((

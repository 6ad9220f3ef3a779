// Copyright 2025 Benchmark Dashboard Contributors
// SPDX-License-Identifier: Apache-2.0

//! Benchmark dashboard service entry point.

use anyhow::Context;
use dashboard_web::{app, init_tracing, AppState, DashboardConfig};
use metrics_exporter_prometheus::PrometheusBuilder;
use std::sync::Arc;
use tracing::{info, warn};

#[tokio::main]
async fn main() -> anyhow::Result<()> {
    let config = DashboardConfig::load().context("failed to load configuration")?;
    init_tracing(config.log_format);

    let metrics = PrometheusBuilder::new()
        .install_recorder()
        .context("failed to install Prometheus recorder")?;

    if !config.base_dir.is_dir() {
        warn!(
            base_dir = %config.base_dir.display(),
            "Benchmark base directory does not exist; the selector will be empty"
        );
    }

    let state = AppState::from_config(&config).with_metrics(metrics);
    let router = app(Arc::new(state));

    let addr = config.bind_addr();
    let listener = tokio::net::TcpListener::bind(&addr)
        .await
        .with_context(|| format!("failed to bind {}", addr))?;

    info!(
        %addr,
        base_dir = %config.base_dir.display(),
        generate_if_missing = config.generate_if_missing,
        "Benchmark dashboard listening"
    );

    axum::serve(listener, router)
        .await
        .context("server error")?;

    Ok(())
}
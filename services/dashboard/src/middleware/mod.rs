// Request instrumentation middleware
pub mod request_metrics;

pub use request_metrics::track_metrics;
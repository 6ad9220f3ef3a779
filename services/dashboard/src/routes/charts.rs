use axum::{
    extract::{Query, State},
    routing::get,
    Json, Router,
};
use std::sync::Arc;
use tracing::info;

use crate::models::{AppState, ChartsQuery, ChartsResponse};
use crate::selection::charts_for_selection;

pub fn routes() -> Router<Arc<AppState>> {
    Router::new().route("/api/v1/charts", get(get_charts))
}

async fn get_charts(
    State(state): State<Arc<AppState>>,
    Query(query): Query<ChartsQuery>,
) -> Json<ChartsResponse> {
    metrics::counter!("dashboard_chart_requests_total").increment(1);
    info!(directory = ?query.directory, "Chart recompute requested");

    let charts = charts_for_selection(
        state.source.as_ref(),
        query.directory.as_deref(),
        &state.chart_options,
    );

    Json(ChartsResponse {
        directory: query.directory,
        charts,
    })
}
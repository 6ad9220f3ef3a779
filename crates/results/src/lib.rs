//! Benchmark result loading for the benchmark dashboard.
//!
//! Per-run `*.bench.json` files are aggregated into a cached
//! `benchmark_results.csv` per result directory, and loaded back as a
//! sorted [`ResultSet`].
//!
//! # Quick Start
//!
//! ```no_run
//! use bench_dashboard_results::load;
//!
//! // Generate the cache from run files if it does not exist yet
//! let results = load("benchmark/DiffOpt", true)?;
//!
//! for record in &results {
//!     println!("{} @ {}: {}s", record.solver_type, record.batch_size, record.time_median);
//! }
//! # Ok::<(), bench_dashboard_core::Error>(())
//! ```
//!
//! # Modules
//!
//! - [`io`] - Aggregation, loading and directory discovery
//! - [`markdown`] - Markdown report generation

#![warn(missing_docs, rust_2018_idioms)]
#![deny(unsafe_code)]

pub mod io;
pub mod markdown;

pub use bench_dashboard_core::{BenchmarkRecord, Error, Result, ResultSet};
pub use io::{
    aggregate, cache_path, list_result_directories, load, read_aggregate, write_aggregate,
    AGGREGATE_FILE, RUN_FILE_SUFFIX,
};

))

### What you are asked to do
Copy out every line of the listing that includes the string "services".

### Exercise output
filename services/dashboard/src/middleware/mod.rs
filename services/dashboard/src/routes/charts.rs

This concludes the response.